The problem was the quantity of people. Nice, warm Saturday, everyone flocking to the beach, the slow-cruising walkathon along Ocean Front so dense you could barely make out individuals.
Plenty of kids, but not the kid. After an hour, he was able to classify them into two groups: the well-scrubbed spawn of the tourists and clots of dark-skinned, big-mouthed local brats weaving in and out of the pedestrian stream, probably looking for pockets to pick.
Why would the kid be out in broad daylight?
Why would he be here, period, after the “anonymous tip”?
Waste of time, but considering all he’d accomplished, he didn’t feel that bad.
Beautiful day; go with it. Long time since he’d been here, and the walkway had gotten more commercial, lined with shops, snack stands, restaurants, even a synagogue-that was odd. Some of the buildings ran through to the alley and, beyond it, the Speedway. Others occupied the ground floors of multistory prewar apartment buildings. The boy could be in one of those buildings, and how could you find him?
The boy could be anywhere.
He’d give it a few more hours. The beard and hat and coat were heating him up. A cold drink would be nice, and he had ten bucks in his pocket-more back in the car, parked six blocks away. But a crazy bum fishing out money might attract attention, so he decided to settle for water from a fountain.
There was one down at the other end, near the synagogue. He’d shuffle clear to the northernmost end of Ocean Front, turn around, come back, drink, repeat it a few times, take a pseudo-nap on a bench, call it a day.
Forget about the kid. He told himself it was okay, but it stuck in his throat. Big, hot pimple full of pus, just itching to be squeezed.

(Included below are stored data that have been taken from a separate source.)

use sha2::{Digest, Sha256};

/// Portable, deterministic QR image name: `{sanitized_guest}--{short_hash(url)}.svg`.
///
/// The hash keeps repeated guest names from overwriting each other when their
/// URLs differ, and gives identical entries the same file.
pub fn qr_filename(guest_name: &str, url: &str) -> String {
    let sanitized = sanitize_name(guest_name);
    let hash = short_hash(url);
    format!("{sanitized}--{hash}.svg")
}

fn sanitize_name(input: &str) -> String {
    let mut compacted = String::with_capacity(input.len());
    let mut prev_underscore = false;
    for c in input.chars() {
        let c = if is_forbidden(c) || c.is_whitespace() {
            '_'
        } else {
            c
        };
        if c == '_' {
            if !prev_underscore {
                compacted.push(c);
            }
            prev_underscore = true;
        } else {
            compacted.push(c);
            prev_underscore = false;
        }
    }
    let mut cleaned = compacted.trim_matches(&['_', '.'][..]).to_string();
    if cleaned.is_empty() {
        cleaned = "tamu".to_string();
    }
    if cleaned.chars().count() > 60 {
        cleaned = cleaned.chars().take(60).collect();
    }
    if is_reserved_windows_name(&cleaned) {
        cleaned.push('_');
    }
    cleaned
}

fn is_forbidden(c: char) -> bool {
    matches!(c,
        '\\' | '/' | ':' | '*' | '?' | '"' | '<' | '>' | '|' | '&' | '\0'..='\u{1F}'
    )
}

fn is_reserved_windows_name(name: &str) -> bool {
    const RESERVED: &[&str] = &[
        "CON", "PRN", "AUX", "NUL", "COM1", "COM2", "COM3", "COM4", "COM5", "COM6", "COM7", "COM8",
        "COM9", "LPT1", "LPT2", "LPT3", "LPT4", "LPT5", "LPT6", "LPT7", "LPT8", "LPT9",
    ];
    RESERVED.iter().any(|r| r.eq_ignore_ascii_case(name))
}

fn short_hash(input: &str) -> String {
    let digest = Sha256::digest(input.as_bytes());
    let mut hex = String::with_capacity(8);
    for byte in digest.iter().take(4) {
        use std::fmt::Write;
        let _ = write!(&mut hex, "{byte:02x}");
    }
    hex
}
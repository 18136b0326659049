use std::time::Duration;

use invite_logging::{invite_debug, invite_info, invite_warn};

use crate::{
    compose_message, direct_message_url, AppState, CopyTarget, Effect, Msg, ShareChannel,
};

/// How long the "copied" indicator stays lit.
pub const COPY_FEEDBACK: Duration = Duration::from_millis(1500);

/// Title passed to the native share sheet.
pub const SHARE_TITLE: &str = "Undangan Pernikahan";

/// Pure update function: applies a message to state and returns any effects.
pub fn update(mut state: AppState, msg: Msg) -> (AppState, Vec<Effect>) {
    let effects = match msg {
        Msg::ModeSelected(mode) => {
            state.set_mode(mode);
            Vec::new()
        }
        Msg::NameChanged(text) => {
            state.set_name_input(text);
            Vec::new()
        }
        Msg::BulkInputChanged(text) => {
            state.set_bulk_input(text);
            Vec::new()
        }
        Msg::GenerateSingle => {
            if !state.generate_single() {
                invite_debug!("single generation skipped: missing base url or blank name");
            }
            Vec::new()
        }
        Msg::GenerateBulk => {
            match state.generate_bulk() {
                Some(count) => invite_info!("generated {} bulk invites", count),
                None => invite_debug!("bulk generation skipped: missing base url or blank list"),
            }
            Vec::new()
        }
        Msg::PresetSelected(id) => {
            state.select_preset(id);
            Vec::new()
        }
        Msg::MessageEdited(text) => {
            state.edit_message(text);
            Vec::new()
        }
        Msg::DispatchRequested { target, channel } => dispatch(&state, target, channel)
            .into_iter()
            .collect(),
        Msg::CopyConfirmed(target) => match state.confirm_copy(target) {
            Some(ticket) => vec![Effect::ScheduleCopyReset {
                ticket,
                after: COPY_FEEDBACK,
            }],
            None => Vec::new(),
        },
        Msg::CopyFeedbackExpired { ticket } => {
            state.expire_copy(ticket);
            Vec::new()
        }
        Msg::SinkFailed(reason) => {
            invite_warn!("sink operation failed: {}", reason);
            state.set_error(reason);
            Vec::new()
        }
        Msg::Tick | Msg::NoOp => Vec::new(),
    };

    (state, effects)
}

/// Plans the side effect for one copy/share action.
///
/// The message is composed now, from the current template, so edits made
/// after generation apply without regenerating links.
pub fn dispatch(state: &AppState, target: CopyTarget, channel: ShareChannel) -> Option<Effect> {
    let entry = state.entry_for(target)?;
    let composer = state.composer();
    let text = compose_message(
        &entry.name,
        &entry.url,
        &composer.selected_preset_id,
        &composer.custom_message,
    );

    let effect = match channel {
        ShareChannel::DirectMessage => Effect::OpenExternal {
            url: direct_message_url(&text),
        },
        ShareChannel::SystemShare => Effect::NativeShare {
            title: SHARE_TITLE.to_string(),
            text,
            url: entry.url.clone(),
        },
        ShareChannel::Clipboard => Effect::WriteClipboard {
            target: Some(target),
            text,
        },
    };
    Some(effect)
}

He preferred to give in to his compulsions. Avoiding them built up tension.
His mother had been unbelievably compulsive before going completely bonkers. Smoking five packs a day, picking at her face, rocking when she sewed, going on food binges, then starving herself for days. When they put her in the hospital, she began to bang her head against the wall, like one of those autistic kids, and they forced her to wear a football helmet. Flowered dress and a helmet-what position do you play, Ma? She looked ridiculous, and he did everything he could to avoid visiting her.
She’d died ten years ago, and he was sole surviving kin. Through a local attorney, he’d instructed the hospital to cremate her, bury her on the grounds.
Thinking about her evoked no emotion. He was hot, discouraged, not happy about abandoning the loose end. Mostly the heat right now. That was the biggest part of what he felt.
He took an hour to cover the walkway two more times, getting more and more uptight about not succeeding.